Como contrapartida, as famílias devem assumir compromissos, garantindo a presença das crianças e jovens na escola e acompanhando a saúde infantil de perto. São essas condições que acabam por retirar algumas famílias do programa em julho, 15 mil tiveram os repasses cancelados porque os filhos são reincidentes em ausências à escola. Mesmo os impactos dessas condições, porém, são colocados em xeque por pesquisadores.

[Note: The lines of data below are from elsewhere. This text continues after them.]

// This Source Code Form is subject to the terms of the Mozilla Public
// License, v. 2.0. If a copy of the MPL was not distributed with this
// file, You can obtain one at http://mozilla.org/MPL/2.0/.

use clap::Parser;
use log::debug;

use super::{
    common::{
        derived_lines, display_warnings, field_help, input_lines, warn_if_not_applicable,
        warn_if_not_stored, write_output, CalculationArgs, CalculationReport, InfoPrinter,
    },
    AtlastScError,
};
use crate::{
    calculator::{Calculator, CalculatorOptions},
    params::ParamField,
};

lazy_static::lazy_static! {
    static ref T_INT_HELP: String = field_help("The integration time", ParamField::TInt);
}

#[derive(Parser, Debug, Clone, Default)]
pub(super) struct SensitivityArgs {
    #[clap(flatten)]
    calc_args: CalculationArgs,

    #[clap(long, help = T_INT_HELP.as_str(), help_heading = "USER INPUT")]
    t_int: Option<String>,
}

impl SensitivityArgs {
    pub(super) fn run(self, options: CalculatorOptions) -> Result<(), AtlastScError> {
        debug!("{:#?}", self);

        let SensitivityArgs { calc_args, t_int } = self;
        let request = calc_args.parse(&[(ParamField::TInt, t_int)])?;
        let mut calc =
            Calculator::with_options(&request.user_input, &request.instrument_setup, options)?;
        warn_if_not_applicable(&calc)?;

        let result = calc.calculate_sensitivity(None, true)?;
        warn_if_not_stored(&result, &calc);
        display_warnings();

        let mut printer = InfoPrinter::new("Sensitivity".into());
        printer.push_line(
            format!(
                "{:.4} after {} of integration",
                result.value,
                calc.t_int()
            )
            .into(),
        );
        printer.push_block(input_lines(&calc));
        printer.push_block(derived_lines(&calc));
        printer.display();

        if let Some(output) = request.output {
            write_output(
                &output,
                &CalculationReport::new(ParamField::Sensitivity, result.value, &calc),
            )?;
        }

        Ok(())
    }
}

Para a assessora política do Instituto de Estudos Socioeconômicos (Inesc), Eliana Magalhães, apesar de o Ministério do Desenvolvimento Social pregar a emancipação das famílias por meio do programa, o resultado do Bolsa Família neste quesito "ainda é uma incógnita". "Como meio de transferir renda para suprir as necessidades básicas das famílias, o Bolsa Família cumpre seu papel. Agora, não se pode cobrar mais nada dele. A integração de políticas públicas para alavancar o desenvolvimento das famílias não se fez presente nesses oito anos", avalia a pesquisadora.
Função
O economista Rodrigo Coelho, do Núcleo de Estudos de Políticas Públicas da Universidade Estadual de Campinas (Unicamp), reforça que só se pode cobrar do Bolsa Família "aquilo a que o programa se propõe e está organizado para dar". Nesse sentido, na visão do pesquisador, o benefício atinge seu objetivo, considerando que o programa tem como fim oferecer recursos para as famílias mais pobres sobreviverem. "Quando você fala em pobreza, não fala só da emancipação financeira", defende Coelho. "Para a família conseguir sair dessa condição, é preciso atingir níveis adequados de saúde, moradia e educação, questões que não se pode cobrar do Bolsa Família, que é um programa que transfere dinheiro para as pessoas".
Para pesquisadores da área, é consenso que a transferência de renda por si só, apesar de necessária, precisa ser integrada por serviços oferecidos pelos próprios municípios, principalmente na área assistencial. A mestre em Sociologia Jucimeri Isolda Silveira, professora do curso de Serviço Social da Pontifícia Universidade Católica do Paraná (PUCPR), lembra que é preciso resistir à tentação de promover uma "gestão da pobreza", ao acreditar que repasses financeiros, sozinhos, resolvem o problema do Brasil. "Sem políticas de desenvolvimento sociais efetivas o Bolsa Família deixa de ser potencializado. O fato de o Brasil ter reduzido a pobreza não significa que estamos dando saltos significativos na redução da desigualdade", afirma.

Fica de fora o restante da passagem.